Abstract: SA-PO0364
Protecting the Most Vulnerable: Multilevel Response Model for Hemodialysis During Natural Disasters
Session Information
- Dialysis: Epidemiology and Facility Management
November 08, 2025 | Location: Exhibit Hall, Convention Center
Abstract Time: 10:00 AM - 12:00 PM
Category: Dialysis
- 801 Dialysis: Hemodialysis and Frequent Dialysis
Authors
- Martinez Vaquera, Shaira, Diaverum Renal Services, Madrid, Spain
- Sorribes López, Maria Paz, Diaverum Renal Services, Madrid, Spain
- Dal Maso, Mirco, Diaverum Renal Services, Madrid, Spain
Group or Team Name
- Diaverum Valencia, Spain.
Background
Patients on chronic hemodialysis (HD) are highly vulnerable during natural disasters due to their strict dependence on regular treatment. In October 2024, a DANA storm caused severe flooding in the Valencian Community (Spain), severely affecting extra-hospital HD centers.
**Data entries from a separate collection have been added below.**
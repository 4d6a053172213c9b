//! CLI options.

use std::net::IpAddr;
use std::path::PathBuf;

use clap::{Args, Parser};

pub mod parsers;

#[derive(Parser)]
#[command(author, version, about, propagate_version = true)]
pub struct Opts {
    /// Sentry DSN
    #[arg(short, long, env = "SENTRY_DSN")]
    pub sentry_dsn: Option<String>,

    /// Performance monitoring sample rate for Sentry
    #[arg(long, default_value = "0", env = "SENTRY_TRACES_SAMPLE_RATE")]
    pub traces_sample_rate: f32,

    #[command(subcommand)]
    pub subcommand: Subcommand,
}

#[derive(clap::Subcommand)]
pub enum Subcommand {
    Train(TrainOpts),
    Serve(ServeOpts),
}

#[derive(Args, Clone)]
pub struct ModelOpts {
    /// Model artifact path
    #[arg(long = "model-path", default_value = "iris_model.pickle")]
    pub path: PathBuf,
}

/// Fits the classifier on the Iris dataset and saves the model artifact
#[derive(Args)]
pub struct TrainOpts {
    #[command(flatten)]
    pub model: ModelOpts,

    /// Split random seed
    #[arg(long, default_value = "42")]
    pub seed: u64,

    /// Fraction of every class held out for the evaluation
    #[arg(long, default_value = "0.2", value_parser = parsers::fraction)]
    pub test_ratio: f64,

    /// Optimiser iteration limit
    #[arg(long, default_value = "200", value_parser = parsers::non_zero_u64)]
    pub max_iterations: u64,
}

/// Loads the model artifact and serves the predictions
#[derive(Args)]
pub struct ServeOpts {
    #[command(flatten)]
    pub model: ModelOpts,

    /// Web application bind host
    #[arg(long, default_value = "0.0.0.0")]
    pub host: IpAddr,

    /// Web application bind port
    #[arg(short, long, default_value = "5000")]
    pub port: u16,

    /// Log every request and response
    #[arg(long)]
    pub debug: bool,
}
This report describes the organized response that ensured continuity of care for over 1,700 patients.
Methods
Retrospective descriptive analysis of the emergency response implemented in Diaverum Spain centers in Valencia during the 2024 DANA. The intervention was based on ten pillars of the Contingency Plan: (1) Crisis Committee activation; (2) Multilevel communication plaN; (3) Access to patient data; (4) Advanced contingency preparation; (5) Supply chain maintenance; (6) Reinforcement of staff; (7) Help points; (8) Medicine bank; (9) Psychological support; and (10) Social assistance. A specific protocol for “Preventive and Complementary Care in Floods” was also activated, including education, triage, and clinical management.
Results
Of 13 HD centers in Valencia, 3 became inoperative. Within 24 hours, 98% of the 280 affected patients were relocated and treated. Total service coverage reached 99% for 1,770 patients. Emergency transport routes were enabled via taxis, UME, Civil Guard, and firefighters. Staff and communication were reinforced across provinces. Internal clinical protocols were activated. Only one death was reported, not directly linked to dialysis interruption.
Conclusion
This case demonstrates that integrating HD into disaster preparedness plans is feasible and effective. Key factors included early planning, logistical agility, and coordination between professionals and authorities. The model represents a replicable best practice for protecting chronic patients in crisis scenarios and highlights that continuity of care in emergencies is a core element of safety and quality.